In a subproject on statistical discrimination we use theoretical modelling and two experiments to study the implications of such failures of Bayesian rationality on discrimination in the labour market. Our research shows not only that wrong beliefs matter, but moreover that the source of these wrong beliefs is crucial for our understanding of discrimination and of workers' human capital investments. We show that naive employers discriminate against disadvantaged groups much more often than bayesian employers. Such irrational discrimination makes workers from the disadvantaged group less willing to pursue education, further exacerbating the initial inequalities. Compared to the Bayesian benchmark, we observe excess discrimination especially when signals are highly informative. An example where we encounter this pattern is women and computer science. There are many fewer women studying computer science than men and---in line with this pattern---women are perceived as ``on average worse'' in coding than men. However, conditional on having programming knowledge, there is suggestive evidence that women are better coders than men. These are the situations where Bayesians and non-Bayesians will make different decisions. In particular, since conservatives neglect the education signal, they will be less likely to hire the disadvantaged group than Bayesians. We refer to this type of discrimination as irrational statistical discrimination. We then design two experiments that allow us to test the intuitions developed in the theory. We find substantial evidence of conservatism, with a larger share of decisions being consistent with conservatism than with Bayesian reasoning. As a result, the disadvantaged group is hired around 52 percent less frequently compared to what we would expect if all employers were Bayesian. We also find that---conditional on their real productivity---workers from the disadvantaged group seek education much less frequently than others. This finding is important not only because market exit further exacerbates imbalances between the two groups and implies a substantial welfare loss due to the loss of high-skilled individuals in the work-force, but also because the fact that many high quality disadvantaged workers exit the market early makes it harder for employers to learn. We do indeed not find any evidence that the quality of employers' decisions improves over time.
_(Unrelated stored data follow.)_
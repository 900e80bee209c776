use async_trait::async_trait;
use rust_decimal::Decimal;
use thiserror::Error;

#[derive(Debug, Error)]
pub enum NotifyError {
    /// Could not reach the relay or establish the encrypted session.
    #[error("connect error: {0}")]
    Connect(String),

    /// The relay rejected the credentials.
    #[error("auth error: {0}")]
    Auth(String),

    /// The relay refused the message, or the message could not be built.
    #[error("send error: {0}")]
    Send(String),
}

/// A single plain-text message to one recipient.
#[derive(Debug, Clone, PartialEq, Eq)]
pub struct Alert {
    pub from: String,
    pub to: String,
    pub subject: String,
    pub body: String,
}

impl Alert {
    /// Price-move alert, sent from and to the same mailbox. The change is
    /// printed without trailing zeros.
    pub fn price_change(identity: &str, ticker: &str, change: Decimal) -> Self {
        let change = change.normalize();
        Self {
            from: identity.to_string(),
            to: identity.to_string(),
            subject: format!("Stock Alert: {ticker}"),
            body: format!(
                "The price of {ticker} has changed by {change}% compared to the previous price."
            ),
        }
    }
}

#[async_trait]
pub trait Notifier: Send + Sync {
    /// Delivers `alert`. No retry; failures go straight back to the caller.
    async fn send(&self, alert: &Alert) -> Result<(), NotifyError>;
}
use rust_decimal::Decimal;

/// Absolute percentage change above which an alert is sent.
pub const ALERT_THRESHOLD_PERCENT: Decimal = Decimal::from_parts(5, 0, 0, false, 0);

/// Signed percentage change from `previous` to `current`.
///
/// With no previous price (zero) the difference is taken against a baseline
/// of 1 rather than a percentage, so the first observation of any non-zero
/// price reads as a very large move.
///
/// `None` when the result does not fit in a `Decimal`.
pub fn percent_change(previous: Decimal, current: Decimal) -> Option<Decimal> {
    let divisor = if previous.is_zero() { Decimal::ONE } else { previous };
    current
        .checked_sub(previous)?
        .checked_div(divisor)?
        .checked_mul(Decimal::ONE_HUNDRED)
}

/// Strictly greater than the threshold; a move of exactly 5% stays quiet.
pub fn exceeds_threshold(change: Decimal) -> bool {
    change.abs() > ALERT_THRESHOLD_PERCENT
}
Due to lab closures caused by Covid-19 epidemic, we still have to finalize data collection on some subprojects. By the end of the project we expect results on how network structure shapes opinion dynamics. We also hope to gain insight into the question when and whether social identity is a barrier to communication and when “opinion bubbles” are to be expected. Social identity can potentially affect social learning in different ways. If people disregard information from other identity groups they might not be able to sufficiently aggregate disperse information. However, in some circumstances, discrimination might be beneficial to social learning. This can be the case whenever social identity is a good proxy for expertise.